In fact, when referencing most disease states, the recognized differences in the “hard” outcomes of death and hospitalization relate not to disparate physiology between races, but rather to socio-economic conditions. 

A glaring example is the rate of contracting COVID-19 and the subsequent higher death rates in Black people, neither of which are related to a genetic predisposition. Age and comorbidities remain the primary determinants of contracting this novel infectious disease and both persist in predicting a poorer outcome. But, comorbidities are significantly more prevalent in the Black community because of underlying social conditions leading to more diabetes (which also has no definite genetic transmission), hypertension, obesity and chronic kidney disease. 

Inequitable economic factors lead to more commonly found segregated, crowded and polluted neighborhoods that lack adequate healthcare facilities and transportation. Food deserts, lack of insurance coverage in red states and poor eating habits, all map the route directing Black Americans toward more dismal health related outcomes. 

Finally, a well documented phenomena in the Black community is vaccine hesitancy, which stems from deep-seated mistrust in the medical system. Thus, the precise group of patients at higher risk, and those most likely to benefit, did not receive the vaccine. Taken in total, the medical evidence strongly supports that this devastating pandemic adversely affected Blacks disproportionately, not because they were Black, but because of living conditions related to being a Black person in America today.

Is there implicit racial bias in how medical care is delivered?
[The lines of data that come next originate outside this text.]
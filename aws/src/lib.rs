pub mod api;
pub mod config;
pub mod provider_data;
pub mod resources;

pub use provider_data::AwsProviderData;

use api::PlatformApplicationApi;
use async_trait::async_trait;
use config::ProviderConfig;
use std::collections::HashMap;
use std::sync::Arc;
use tfplug::context::Context;
use tfplug::provider::{
    ConfigureProviderRequest, ConfigureProviderResponse, Provider, ProviderSchemaRequest,
    ProviderSchemaResponse, ResourceFactory,
};
use tfplug::resource::ResourceWithConfigure;
use tfplug::schema::{AttributeBuilder, AttributeType, Schema, SchemaBuilder};
use tfplug::types::Diagnostic;
use tfplug::validator::{NumberRangeValidator, StringPatternValidator};

pub struct AwsProvider {
    /// Replaces the SDK client when set, e.g. with `api::MemorySns`
    backend: Option<Arc<dyn PlatformApplicationApi>>,
}

impl Default for AwsProvider {
    fn default() -> Self {
        Self::new()
    }
}

impl AwsProvider {
    pub fn new() -> Self {
        Self { backend: None }
    }

    pub fn with_backend(backend: Arc<dyn PlatformApplicationApi>) -> Self {
        Self {
            backend: Some(backend),
        }
    }

    pub fn schema_static() -> Schema {
        SchemaBuilder::new()
            .description("AWS provider for SNS platform applications")
            .attribute(
                AttributeBuilder::new("region", AttributeType::String)
                    .description("AWS region, e.g. us-east-1")
                    .required()
                    .validator(StringPatternValidator::new(
                        r"^[a-z]{2}(-[a-z]+)+-\d+$",
                        "an AWS region name",
                    ))
                    .build(),
            )
            .attribute(
                AttributeBuilder::new("access_key", AttributeType::String)
                    .description("Static access key, set together with secret_key")
                    .optional()
                    .sensitive()
                    .build(),
            )
            .attribute(
                AttributeBuilder::new("secret_key", AttributeType::String)
                    .description("Static secret key, set together with access_key")
                    .optional()
                    .sensitive()
                    .build(),
            )
            .attribute(
                AttributeBuilder::new("profile", AttributeType::String)
                    .description("Named profile from the shared config files")
                    .optional()
                    .build(),
            )
            .attribute(
                AttributeBuilder::new("sns_endpoint", AttributeType::String)
                    .description("Custom SNS endpoint URL")
                    .optional()
                    .build(),
            )
            .attribute(
                AttributeBuilder::new("max_retries", AttributeType::Number)
                    .description("Maximum number of retries for throttled or failed calls")
                    .optional()
                    .validator(NumberRangeValidator::between(0.0, 25.0).whole())
                    .build(),
            )
            .build()
    }
}

#[async_trait]
impl Provider for AwsProvider {
    fn type_name(&self) -> &str {
        "aws"
    }

    async fn schema(&self, _ctx: Context, _request: ProviderSchemaRequest) -> ProviderSchemaResponse {
        ProviderSchemaResponse {
            schema: Self::schema_static(),
            diagnostics: vec![],
        }
    }

    async fn configure(
        &mut self,
        _ctx: Context,
        request: ConfigureProviderRequest,
    ) -> ConfigureProviderResponse {
        let config = match ProviderConfig::from_dynamic(&request.config) {
            Ok(config) => config,
            Err(diagnostics) => {
                return ConfigureProviderResponse {
                    diagnostics,
                    provider_data: None,
                }
            }
        };

        let sns: Arc<dyn PlatformApplicationApi> = match &self.backend {
            Some(backend) => backend.clone(),
            None => match api::Client::from_config(&config).await {
                Ok(client) => Arc::new(client),
                Err(e) => {
                    return ConfigureProviderResponse {
                        diagnostics: vec![Diagnostic::error(
                            "Failed to create SNS client",
                            e.to_string(),
                        )],
                        provider_data: None,
                    }
                }
            },
        };

        tracing::info!(
            region = %config.region,
            host = %request.terraform_version,
            "configured aws provider"
        );

        ConfigureProviderResponse {
            diagnostics: vec![],
            provider_data: Some(Arc::new(AwsProviderData::new(sns, config.region))),
        }
    }

    fn resources(&self) -> HashMap<String, ResourceFactory> {
        let mut factories: HashMap<String, ResourceFactory> = HashMap::new();
        factories.insert(
            resources::sns_application::TYPE_NAME.to_string(),
            Box::new(|| {
                Box::new(resources::SnsApplicationResource::new()) as Box<dyn ResourceWithConfigure>
            }),
        );
        factories
    }
}
//! Resource lifecycle traits
//!
//! A resource is built by its provider's factory, handed the provider data
//! through `ResourceWithConfigure::configure`, and then driven through
//! validate, create, read, update, delete and import by the host.

use crate::context::Context;
use crate::schema::Schema;
use crate::types::{ClientCapabilities, Diagnostic, DynamicValue};
use async_trait::async_trait;
use std::any::Any;
use std::sync::Arc;

/// CRUD for one resource type. Failures are reported as error diagnostics
/// on the response, never by panicking.
#[async_trait]
pub trait Resource: Send + Sync {
    /// Key of this resource in `Provider::resources`, e.g. "aws_sns_application"
    fn type_name(&self) -> &str;

    async fn schema(&self, ctx: Context, request: ResourceSchemaRequest) -> ResourceSchemaResponse;

    /// Rules spanning several attributes. Single-attribute rules belong in
    /// schema validators. Values may still be unknown here.
    async fn validate(
        &self,
        ctx: Context,
        request: ValidateResourceConfigRequest,
    ) -> ValidateResourceConfigResponse;

    /// `new_state` must carry every attribute, computed ones included
    async fn create(&self, ctx: Context, request: CreateResourceRequest) -> CreateResourceResponse;

    /// Refresh. A `new_state` of None drops the resource from state.
    async fn read(&self, ctx: Context, request: ReadResourceRequest) -> ReadResourceResponse;

    async fn update(&self, ctx: Context, request: UpdateResourceRequest) -> UpdateResourceResponse;

    /// An object that is already gone counts as deleted
    async fn delete(&self, ctx: Context, request: DeleteResourceRequest) -> DeleteResourceResponse;

    /// Import by ID. The host reads the returned state before using it, so
    /// setting the identifying attributes is enough.
    async fn import_state(
        &self,
        _ctx: Context,
        request: ImportResourceStateRequest,
    ) -> ImportResourceStateResponse {
        ImportResourceStateResponse {
            imported_resources: vec![],
            diagnostics: vec![Diagnostic::error(
                "Resource Import Not Implemented",
                format!("{} does not support import", request.type_name),
            )],
        }
    }
}

pub struct ResourceSchemaRequest;

pub struct ResourceSchemaResponse {
    pub schema: Schema,
    pub diagnostics: Vec<Diagnostic>,
}

pub struct ValidateResourceConfigRequest {
    pub type_name: String,
    pub config: DynamicValue,
    pub client_capabilities: ClientCapabilities,
}

pub struct ValidateResourceConfigResponse {
    pub diagnostics: Vec<Diagnostic>,
}

pub struct CreateResourceRequest {
    pub type_name: String,
    pub planned_state: DynamicValue,
    pub config: DynamicValue,
}

pub struct CreateResourceResponse {
    pub new_state: DynamicValue,
    pub diagnostics: Vec<Diagnostic>,
}

pub struct ReadResourceRequest {
    pub type_name: String,
    pub current_state: DynamicValue,
    pub client_capabilities: ClientCapabilities,
}

pub struct ReadResourceResponse {
    /// None signals the remote object is gone and should leave state
    pub new_state: Option<DynamicValue>,
    pub diagnostics: Vec<Diagnostic>,
}

pub struct UpdateResourceRequest {
    pub type_name: String,
    pub prior_state: DynamicValue,
    pub planned_state: DynamicValue,
    pub config: DynamicValue,
}

pub struct UpdateResourceResponse {
    pub new_state: DynamicValue,
    pub diagnostics: Vec<Diagnostic>,
}

pub struct DeleteResourceRequest {
    pub type_name: String,
    pub prior_state: DynamicValue,
}

pub struct DeleteResourceResponse {
    pub diagnostics: Vec<Diagnostic>,
}

pub struct ImportResourceStateRequest {
    pub type_name: String,
    pub id: String,
}

pub struct ImportResourceStateResponse {
    pub imported_resources: Vec<ImportedResource>,
    pub diagnostics: Vec<Diagnostic>,
}

pub struct ImportedResource {
    pub type_name: String,
    pub state: DynamicValue,
}

/// Receives the provider data before any lifecycle call
#[async_trait]
pub trait ResourceWithConfigure: Resource {
    async fn configure(
        &mut self,
        ctx: Context,
        request: ConfigureResourceRequest,
    ) -> ConfigureResourceResponse;
}

pub struct ConfigureResourceRequest {
    /// `ConfigureProviderResponse::provider_data`, for the resource to downcast
    pub provider_data: Option<Arc<dyn Any + Send + Sync>>,
}

pub struct ConfigureResourceResponse {
    pub diagnostics: Vec<Diagnostic>,
}
//! Acceptance test harness
//!
//! Drives a provider through ordered configuration steps the way Terraform
//! core would: configure, validate, plan, apply, refresh and re-plan, then
//! asserts on the resulting state. Teardown destroys everything that was
//! created and hands the final state to an optional destroy check.
//!
//! ```ignore
//! let config = AccTestConfig::from_env(&["GCM_API_KEY"]);
//! let case = TestCase::new(provider_factory)
//!     .require_credential("GCM_API_KEY")
//!     .step(TestStep::rendered(gcm_config).check(compose_check(vec![
//!         check_resource_attr("aws_sns_application.gcm_test", "platform", "GCM"),
//!     ])));
//! acctest::run(&config, case).await?;
//! ```

mod check;
mod config;
mod runner;
mod state;

pub use check::{
    check_no_resource_attr, check_resource_attr, check_resource_attr_set, compose_check,
    DestroyCheck, StateCheck,
};
pub use config::{AccTestConfig, LogLevel, ResourceConfig, TestConfig, ACC_ENV_VAR};
pub use runner::{run, PreCheckFn, ProviderFactory, StepConfig, TestCase, TestOutcome, TestStep};
pub use state::{ResourceState, State};

use std::time::Duration;
use tracing_subscriber::EnvFilter;

/// Errors that fail an acceptance run
#[derive(Debug, thiserror::Error)]
pub enum AccTestError {
    #[error("pre-check failed: {0}")]
    PreCheck(String),

    #[error("configuration error: {0}")]
    Config(String),

    #[error("{operation}: {message}")]
    Diagnostics { operation: String, message: String },

    #[error("after applying this step, the plan was not empty: {}", .changes.join(", "))]
    NonEmptyPlan { changes: Vec<String> },

    #[error("check failed: {0}")]
    Check(String),

    #[error("check destroy failed: {0}")]
    DestroyCheck(String),

    #[error("test run exceeded its deadline of {timeout:?}")]
    Deadline { timeout: Duration },

    #[error("import verification failed: {0}")]
    ImportVerify(String),

    #[error("expected an error matching /{pattern}/, but the step succeeded")]
    ExpectedError { pattern: String },

    #[error("expected an error matching /{pattern}/, got: {actual}")]
    UnexpectedError { pattern: String, actual: String },

    #[error("step {step}: {source}")]
    Step {
        step: usize,
        #[source]
        source: Box<AccTestError>,
    },
}

/// Install a fmt subscriber filtered at `level`. Safe to call from every
/// test; only the first call in a process installs anything.
pub fn init_logging(level: LogLevel) {
    let filter = EnvFilter::try_new(level.as_filter()).unwrap_or_else(|_| EnvFilter::new("warn"));
    let _ = tracing_subscriber::fmt()
        .with_env_filter(filter)
        .with_test_writer()
        .try_init();
}

/// A name that will not collide with other runs, e.g. `tf-acc-test-1a2b3c4d`
pub fn random_with_prefix(prefix: &str) -> String {
    let suffix = uuid::Uuid::new_v4().simple().to_string();
    format!("{}-{}", prefix, &suffix[..8])
}

#[cfg(test)]
mod tests {
    use super::*;

    #[test]
    fn random_names_are_prefixed_and_distinct() {
        let a = random_with_prefix("tf-acc-test");
        let b = random_with_prefix("tf-acc-test");
        assert!(a.starts_with("tf-acc-test-"));
        assert_eq!(a.len(), "tf-acc-test-".len() + 8);
        assert_ne!(a, b);
    }

    #[test]
    fn step_errors_carry_their_step_number() {
        let err = AccTestError::Step {
            step: 2,
            source: Box::new(AccTestError::NonEmptyPlan {
                changes: vec!["aws_sns_application.gcm_test: update".to_string()],
            }),
        };
        assert_eq!(
            err.to_string(),
            "step 2: after applying this step, the plan was not empty: aws_sns_application.gcm_test: update"
        );
    }

    #[test]
    fn init_logging_is_idempotent() {
        init_logging(LogLevel::Debug);
        init_logging(LogLevel::Warn);
    }
}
I would like to be able to state that it does not exist, but it does, and I believe the bias is bidirectional. Some providers see their Black patients as poor and uneducated and therefore unable to fully comprehend their disease or its proper treatment. This may be inherent to some physicians given their particular cultural backgrounds, but in my experience, it is most often related to subliminal bias. The bias regrettably often points in the opposite direction too, and I believe the “why” is buried in decades of a well-deserved distrust. It is rooted in images of ancestors dying during the Middle Passage, vivid memories of grandparents suffering under the whip of dehumanizing slave labor and more recently, internet photographs chronicling murder by strangulation at the hands of those sworn to protect the innocent.

Am I then surprised when I am met with skepticism? I am not. Am I insulted when a person of color is suspicious of my intentions before I even enter the room? I am not. I am saddened. I am frustrated. And I am most angry at the history of racism that impedes my ability to connect with my patient. 

The answer to the stalemate is readily obvious. A firm handshake, a reassuring touch on the shoulder, a warm smile, making direct visual contact, a funny story about family or sports are all effective measures that can break the ice. It means spending more time on a busy day with someone who has a deep-seated wound just as painful as any cutaneous laceration from physical trauma. 

I have been extremely fortunate to benefit from mentorship during my medical fellowship years under a Black professor, and subsequently by practicing cardiology with two African American physicians who emigrated from Ghana. I learned and grew as a person and as a professional through my friendships with them, and I became a more seasoned and effective healthcare provider because of their collective examples. My patients, especially those classified as minorities, directly benefited by my relationship with these gentlemen. We need more of them.

As posited in ”The 1619 Project” by Linda Villarosa, “It’s never been race that predicts the disease and disability that disproportionately afflict Black Americans, but racism … that is how Black people get killed.” I agree, and until we face these inequalities head on, one patient at a time, one doctor at a time, we will never begin to heal a system suffused with an indolent disease we should all be eager to conquer and simultaneously be ashamed of. 

James A. Longo, MD 

ND ILI Cohort 5

Feb. 6

The views expressed in this column are those of the author and not necessarily those of The Observer.